Happy New Year!  Learn About Vehicle Model Years and Calendar Years


In less than a week, we’ll ring in the 2019 new year, but we’ve been able to buy 2019 cars and trucks for months already. This practice of beginning the model year early started in the teens. Farmers were flush with cash from selling their crops in fall, so that’s when they were most likely to buy a car or truck. Car companies marketed to customers’ desires to have the newest, most improved model. Manuals and literature are frequently printed and dated during the fall of the previous calendar year. For example, a sales brochure printed in August of 1968 is typically for a 1969 model year vehicle.

This leads to plenty of confusion as cars and trucks sometimes get registered for license plates as their calendar year purchase date instead of their model year date. Confusion can usually be cleared up by checking the VIN/serial number. If you need help figuring out which book to buy, you can call us or email us with your serial number.
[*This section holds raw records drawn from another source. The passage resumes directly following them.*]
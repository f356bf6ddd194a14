use anyhow::{Context, Result};
use chrono::{NaiveDate, NaiveDateTime};
use rusqlite::{OptionalExtension, params};

use super::connection::DbConn;
use super::models::{
    HistoryRow, NewSnapshot, NewSnapshotEntry, SnapshotEntryDetail, SnapshotMetadata, SnapshotSummary,
};
use crate::domain::{AgeCategory, Gender};
use crate::errors::{AdminError, AdminResult, classify_store_error};

const METADATA_COLUMNS: &str = "id, snapshot_date, gender, age_category, name, is_public, description";

/// Persists a snapshot header and all of its entries atomically
pub fn insert_snapshot(
    conn: &mut DbConn,
    snapshot: &NewSnapshot,
    entries: &[NewSnapshotEntry],
) -> Result<SnapshotMetadata> {
    let tx = conn
        .transaction()
        .context("Failed to begin snapshot transaction")?;

    let sql = format!(
        "INSERT INTO snapshot_metadata (snapshot_date, gender, age_category, name, is_public, description) VALUES (?1, ?2, ?3, ?4, 0, ?5) RETURNING {METADATA_COLUMNS}"
    );
    let metadata = tx
        .query_row(
            &sql,
            params![
                snapshot.snapshot_date,
                snapshot.gender,
                snapshot.age_category,
                snapshot.name,
                snapshot.description
            ],
            parse_metadata_row,
        )
        .context("Failed to insert snapshot metadata")?;

    {
        let mut stmt = tx.prepare(
            "INSERT INTO ranking_snapshots (metadata_id, player_id, rank_position, total_points, events_count, snapshot_date) VALUES (?1, ?2, ?3, ?4, ?5, ?6)",
        )?;
        for entry in entries {
            stmt.execute(params![
                metadata.id,
                entry.player_id,
                entry.rank_position,
                entry.total_points,
                entry.events_count,
                snapshot.snapshot_date
            ])
            .with_context(|| format!("Failed to insert snapshot entry for player {}", entry.player_id))?;
        }
    }

    tx.commit().context("Failed to commit snapshot")?;
    Ok(metadata)
}

fn parse_metadata_row(row: &rusqlite::Row) -> rusqlite::Result<SnapshotMetadata> {
    Ok(SnapshotMetadata {
        id: row.get(0)?,
        snapshot_date: row.get(1)?,
        gender: row.get(2)?,
        age_category: row.get(3)?,
        name: row.get(4)?,
        is_public: row.get(5)?,
        description: row.get(6)?,
    })
}

fn query_metadata(
    conn: &mut DbConn,
    sql: &str,
    params: impl rusqlite::Params,
) -> Result<Vec<SnapshotMetadata>> {
    let mut stmt = conn.prepare(sql)?;
    let rows = stmt
        .query_map(params, parse_metadata_row)?
        .collect::<rusqlite::Result<Vec<_>>>()?;
    Ok(rows)
}

pub fn find_metadata(conn: &mut DbConn, id: i64) -> Result<Option<SnapshotMetadata>> {
    let sql = format!("SELECT {METADATA_COLUMNS} FROM snapshot_metadata WHERE id = ?1");

    conn.query_row(&sql, params![id], parse_metadata_row)
        .optional()
        .context("Failed to query snapshot metadata")
}

pub fn latest_public(
    conn: &mut DbConn,
    gender: Gender,
    age_category: AgeCategory,
) -> Result<Option<SnapshotMetadata>> {
    let sql = format!(
        "SELECT {METADATA_COLUMNS} FROM snapshot_metadata WHERE is_public = 1 AND gender = ?1 AND age_category = ?2 ORDER BY snapshot_date DESC, id DESC LIMIT 1"
    );

    conn.query_row(&sql, params![gender, age_category], parse_metadata_row)
        .optional()
        .context("Failed to query latest public snapshot")
}

pub fn public_at(
    conn: &mut DbConn,
    gender: Gender,
    age_category: AgeCategory,
    snapshot_date: NaiveDateTime,
) -> Result<Option<SnapshotMetadata>> {
    let sql = format!(
        "SELECT {METADATA_COLUMNS} FROM snapshot_metadata WHERE is_public = 1 AND gender = ?1 AND age_category = ?2 AND snapshot_date = ?3 ORDER BY id DESC LIMIT 1"
    );

    conn.query_row(&sql, params![gender, age_category, snapshot_date], parse_metadata_row)
        .optional()
        .context("Failed to query public snapshot by date")
}

/// Latest public snapshot of the pair taken on `day`
pub fn public_on_day(
    conn: &mut DbConn,
    gender: Gender,
    age_category: AgeCategory,
    day: NaiveDate,
) -> Result<Option<SnapshotMetadata>> {
    let sql = format!(
        "SELECT {METADATA_COLUMNS} FROM snapshot_metadata WHERE is_public = 1 AND gender = ?1 AND age_category = ?2 AND date(snapshot_date) = ?3 ORDER BY snapshot_date DESC, id DESC LIMIT 1"
    );

    conn.query_row(&sql, params![gender, age_category, day], parse_metadata_row)
        .optional()
        .context("Failed to query public snapshot by day")
}

/// Latest public snapshot of the pair strictly older than `before`
pub fn previous_public(
    conn: &mut DbConn,
    gender: Gender,
    age_category: AgeCategory,
    before: NaiveDateTime,
) -> Result<Option<SnapshotMetadata>> {
    let sql = format!(
        "SELECT {METADATA_COLUMNS} FROM snapshot_metadata WHERE is_public = 1 AND gender = ?1 AND age_category = ?2 AND snapshot_date < ?3 ORDER BY snapshot_date DESC, id DESC LIMIT 1"
    );

    conn.query_row(&sql, params![gender, age_category, before], parse_metadata_row)
        .optional()
        .context("Failed to query previous public snapshot")
}

/// Public snapshots, newest first, optionally narrowed to a gender or category
pub fn list_public(
    conn: &mut DbConn,
    gender: Option<Gender>,
    age_category: Option<AgeCategory>,
) -> Result<Vec<SnapshotMetadata>> {
    let sql = format!(
        "SELECT {METADATA_COLUMNS} FROM snapshot_metadata WHERE is_public = 1 AND (?1 IS NULL OR gender = ?1) AND (?2 IS NULL OR age_category = ?2) ORDER BY snapshot_date DESC, id DESC"
    );
    query_metadata(conn, &sql, params![gender, age_category])
}

/// Most recent public snapshot of every (gender, category) pair
pub fn latest_public_per_pair(conn: &mut DbConn) -> Result<Vec<SnapshotMetadata>> {
    let sql = format!(
        "SELECT {METADATA_COLUMNS} FROM snapshot_metadata m WHERE is_public = 1 AND id = (SELECT id FROM snapshot_metadata WHERE is_public = 1 AND gender = m.gender AND age_category = m.age_category ORDER BY snapshot_date DESC, id DESC LIMIT 1)"
    );
    query_metadata(conn, &sql, [])
}

/// All snapshots with their entry counts, newest first
pub fn list_summaries(conn: &mut DbConn) -> Result<Vec<SnapshotSummary>> {
    let sql = "SELECT m.id, m.snapshot_date, m.gender, m.age_category, m.name, m.is_public, m.description, (SELECT COUNT(*) FROM ranking_snapshots s WHERE s.metadata_id = m.id) FROM snapshot_metadata m ORDER BY m.snapshot_date DESC, m.id DESC";

    let mut stmt = conn.prepare(sql)?;
    let rows = stmt
        .query_map([], |row| {
            Ok(SnapshotSummary {
                metadata: parse_metadata_row(row)?,
                player_count: row.get(7)?,
            })
        })?
        .collect::<rusqlite::Result<Vec<_>>>()?;

    Ok(rows)
}

/// Entries of one snapshot with player and club details, by rank
pub fn list_entries(conn: &mut DbConn, metadata_id: i64) -> Result<Vec<SnapshotEntryDetail>> {
    let sql = "SELECT s.metadata_id, s.rank_position, s.total_points, s.events_count, p.id, p.name, p.gender, p.club_id, c.name, p.birth_date, p.license_id FROM ranking_snapshots s JOIN players p ON p.id = s.player_id LEFT JOIN clubs c ON c.id = p.club_id WHERE s.metadata_id = ?1 ORDER BY s.rank_position, p.id";

    let mut stmt = conn.prepare(sql)?;
    let rows = stmt
        .query_map(params![metadata_id], |row| {
            Ok(SnapshotEntryDetail {
                metadata_id: row.get(0)?,
                rank_position: row.get(1)?,
                total_points: row.get(2)?,
                events_count: row.get(3)?,
                player_id: row.get(4)?,
                player_name: row.get(5)?,
                gender: row.get(6)?,
                club_id: row.get(7)?,
                club_name: row.get(8)?,
                birth_date: row.get(9)?,
                license_id: row.get(10)?,
            })
        })?
        .collect::<rusqlite::Result<Vec<_>>>()
        .context("Failed to load snapshot entries")?;

    Ok(rows)
}

/// A player's entries across public snapshots, oldest first
pub fn history_for_player(conn: &mut DbConn, player_id: i64) -> Result<Vec<HistoryRow>> {
    let sql = "SELECT m.snapshot_date, m.name, m.gender, m.age_category, s.rank_position, s.total_points, s.events_count FROM ranking_snapshots s JOIN snapshot_metadata m ON m.id = s.metadata_id WHERE s.player_id = ?1 AND m.is_public = 1 ORDER BY m.snapshot_date ASC, m.id ASC";

    let mut stmt = conn.prepare(sql)?;
    let rows = stmt
        .query_map(params![player_id], |row| {
            Ok(HistoryRow {
                snapshot_date: row.get(0)?,
                name: row.get(1)?,
                gender: row.get(2)?,
                age_category: row.get(3)?,
                rank_position: row.get(4)?,
                total_points: row.get(5)?,
                events_count: row.get(6)?,
            })
        })?
        .collect::<rusqlite::Result<Vec<_>>>()?;

    Ok(rows)
}

pub fn rename(conn: &mut DbConn, id: i64, name: Option<&str>) -> AdminResult<SnapshotMetadata> {
    let name = name.map(str::trim).filter(|n| !n.is_empty());
    let sql = format!("UPDATE snapshot_metadata SET name = ?1 WHERE id = ?2 RETURNING {METADATA_COLUMNS}");

    conn.query_row(&sql, params![name, id], parse_metadata_row)
        .optional()
        .map_err(|e| classify_store_error(e, "", "snapshot"))?
        .ok_or_else(|| AdminError::NotFound(format!("snapshot {id}")))
}

pub fn set_visibility(conn: &mut DbConn, id: i64, is_public: bool) -> AdminResult<SnapshotMetadata> {
    let sql = format!("UPDATE snapshot_metadata SET is_public = ?1 WHERE id = ?2 RETURNING {METADATA_COLUMNS}");

    conn.query_row(&sql, params![is_public, id], parse_metadata_row)
        .optional()
        .map_err(|e| classify_store_error(e, "", "snapshot"))?
        .ok_or_else(|| AdminError::NotFound(format!("snapshot {id}")))
}

/// Deletes a snapshot together with its entries
pub fn delete(conn: &mut DbConn, id: i64) -> AdminResult<()> {
    let deleted = conn
        .execute("DELETE FROM snapshot_metadata WHERE id = ?1", params![id])
        .map_err(|e| classify_store_error(e, "", "snapshot"))?;

    if deleted == 0 {
        return Err(AdminError::NotFound(format!("snapshot {id}")));
    }
    Ok(())
}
Car companies further complicate matters by introducing select models at other times of the year, known as “mid-model year.” The most famous of these is the 1964 and a half Mustang, which debuted in April of 1964. According to Ford’s marketing, however, the car is a 1965 Mustang. There are some minor differences between mid-1964 and 1965 models, but the literature addresses all cars as 1965 models. Ford revised the owner’s manual, so that there are two versions, one for 1964½ and one for 1965. Both are marked 1965. The difference in the cover is subtle, but if you look closely, you can see that two of the drawings are reversed on the books.

1964 1/2 Ford Mustang Owner's Manual

1965 Ford Mustang Owner's Manual

From all of us at Faxon Auto Literature, we wish you a happy and healthy New Year!